# ASSIGNED TASK
Write each entry down again precisely, skipping nothing.

----- DATA EXTRACT

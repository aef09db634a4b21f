// SPDX-License-Identifier: GPL-3.0-or-later
// Copyright (C) 2026 Mark Wells <contact@markwells.dev>

//! Snapshot of the CI environment taken once at start-up.
//!
//! Resolvers receive this value instead of reading process variables, so the
//! same inputs always produce the same version and image.

use std::collections::HashMap;
use std::path::PathBuf;

/// Commit reference used when no triggering SHA is known.
const DEFAULT_COMMIT_ISH: &str = "HEAD";

/// Prefix GitHub puts in front of branch names in `GITHUB_REF`.
const BRANCH_REF_PREFIX: &str = "refs/heads/";

/// CI-provided values the build needs.
#[derive(Debug, Clone, Default, PartialEq, Eq)]
pub struct Environment {
    /// SHA of the commit that triggered the workflow (`GITHUB_SHA`).
    pub sha: Option<String>,
    /// Full ref that triggered the workflow (`GITHUB_REF`).
    pub git_ref: Option<String>,
    /// Source branch of a pull request (`GITHUB_HEAD_REF`).
    pub head_ref: Option<String>,
    /// Checkout directory on the runner (`GITHUB_WORKSPACE`).
    pub workspace: Option<PathBuf>,
    /// File that step outputs are appended to (`GITHUB_OUTPUT`).
    pub output_file: Option<PathBuf>,
}

impl Environment {
    /// Captures the current process environment.
    #[must_use]
    pub fn capture() -> Self {
        Self::from_vars(std::env::vars())
    }

    /// Builds a snapshot from arbitrary key/value pairs. Empty values count as unset.
    pub fn from_vars<I, K, V>(vars: I) -> Self
    where
        I: IntoIterator<Item = (K, V)>,
        K: Into<String>,
        V: Into<String>,
    {
        let vars: HashMap<String, String> = vars
            .into_iter()
            .map(|(k, v)| (k.into(), v.into()))
            .filter(|(_, v)| !v.is_empty())
            .collect();

        Self {
            sha: vars.get("GITHUB_SHA").cloned(),
            git_ref: vars.get("GITHUB_REF").cloned(),
            head_ref: vars.get("GITHUB_HEAD_REF").cloned(),
            workspace: vars.get("GITHUB_WORKSPACE").map(PathBuf::from),
            output_file: vars.get("GITHUB_OUTPUT").map(PathBuf::from),
        }
    }

    /// The commit version queries run against: the triggering SHA in CI, `HEAD` locally.
    #[must_use]
    pub fn commit_ish(&self) -> &str {
        self.sha.as_deref().unwrap_or(DEFAULT_COMMIT_ISH)
    }

    /// Branch being built, if the CI told us.
    #[must_use]
    pub fn branch(&self) -> Option<&str> {
        self.head_ref.as_deref().or_else(|| {
            self.git_ref
                .as_deref()
                .map(|r| r.strip_prefix(BRANCH_REF_PREFIX).unwrap_or(r))
        })
    }
}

----------

# TASK OUTPUT
repository aef09db634a4b21f
// SPDX-License-Identifier: GPL-3.0-or-later
// Copyright (C) 2026 Mark Wells <contact@markwells.dev>

//! Snapshot of the CI environment taken once at start-up.
//!
//! Resolvers receive this value instead of reading process variables, so the
//! same inputs always produce the same version and image.

use std::collections::HashMap;
use std::path::PathBuf;

/// Commit reference used when no triggering SHA is known.
const DEFAULT_COMMIT_ISH: &str = "HEAD";

/// Prefix GitHub puts in front of branch names in `GITHUB_REF`.
const BRANCH_REF_PREFIX: &str = "refs/heads/";

/// CI-provided values the build needs.
#[derive(Debug, Clone, Default, PartialEq, Eq)]
pub struct Environment {
    /// SHA of the commit that triggered the workflow (`GITHUB_SHA`).
    pub sha: Option<String>,
    /// Full ref that triggered the workflow (`GITHUB_REF`).
    pub git_ref: Option<String>,
    /// Source branch of a pull request (`GITHUB_HEAD_REF`).
    pub head_ref: Option<String>,
    /// Checkout directory on the runner (`GITHUB_WORKSPACE`).
    pub workspace: Option<PathBuf>,
    /// File that step outputs are appended to (`GITHUB_OUTPUT`).
    pub output_file: Option<PathBuf>,
}

impl Environment {
    /// Captures the current process environment.
    #[must_use]
    pub fn capture() -> Self {
        Self::from_vars(std::env::vars())
    }

    /// Builds a snapshot from arbitrary key/value pairs. Empty values count as unset.
    pub fn from_vars<I, K, V>(vars: I) -> Self
    where
        I: IntoIterator<Item = (K, V)>,
        K: Into<String>,
        V: Into<String>,
    {
        let vars: HashMap<String, String> = vars
            .into_iter()
            .map(|(k, v)| (k.into(), v.into()))
            .filter(|(_, v)| !v.is_empty())
            .collect();

        Self {
            sha: vars.get("GITHUB_SHA").cloned(),
            git_ref: vars.get("GITHUB_REF").cloned(),
            head_ref: vars.get("GITHUB_HEAD_REF").cloned(),
            workspace: vars.get("GITHUB_WORKSPACE").map(PathBuf::from),
            output_file: vars.get("GITHUB_OUTPUT").map(PathBuf::from),
        }
    }

    /// The commit version queries run against: the triggering SHA in CI, `HEAD` locally.
    #[must_use]
    pub fn commit_ish(&self) -> &str {
        self.sha.as_deref().unwrap_or(DEFAULT_COMMIT_ISH)
    }

    /// Branch being built, if the CI told us.
    #[must_use]
    pub fn branch(&self) -> Option<&str> {
        self.head_ref.as_deref().or_else(|| {
            self.git_ref
                .as_deref()
                .map(|r| r.strip_prefix(BRANCH_REF_PREFIX).unwrap_or(r))
        })
    }
}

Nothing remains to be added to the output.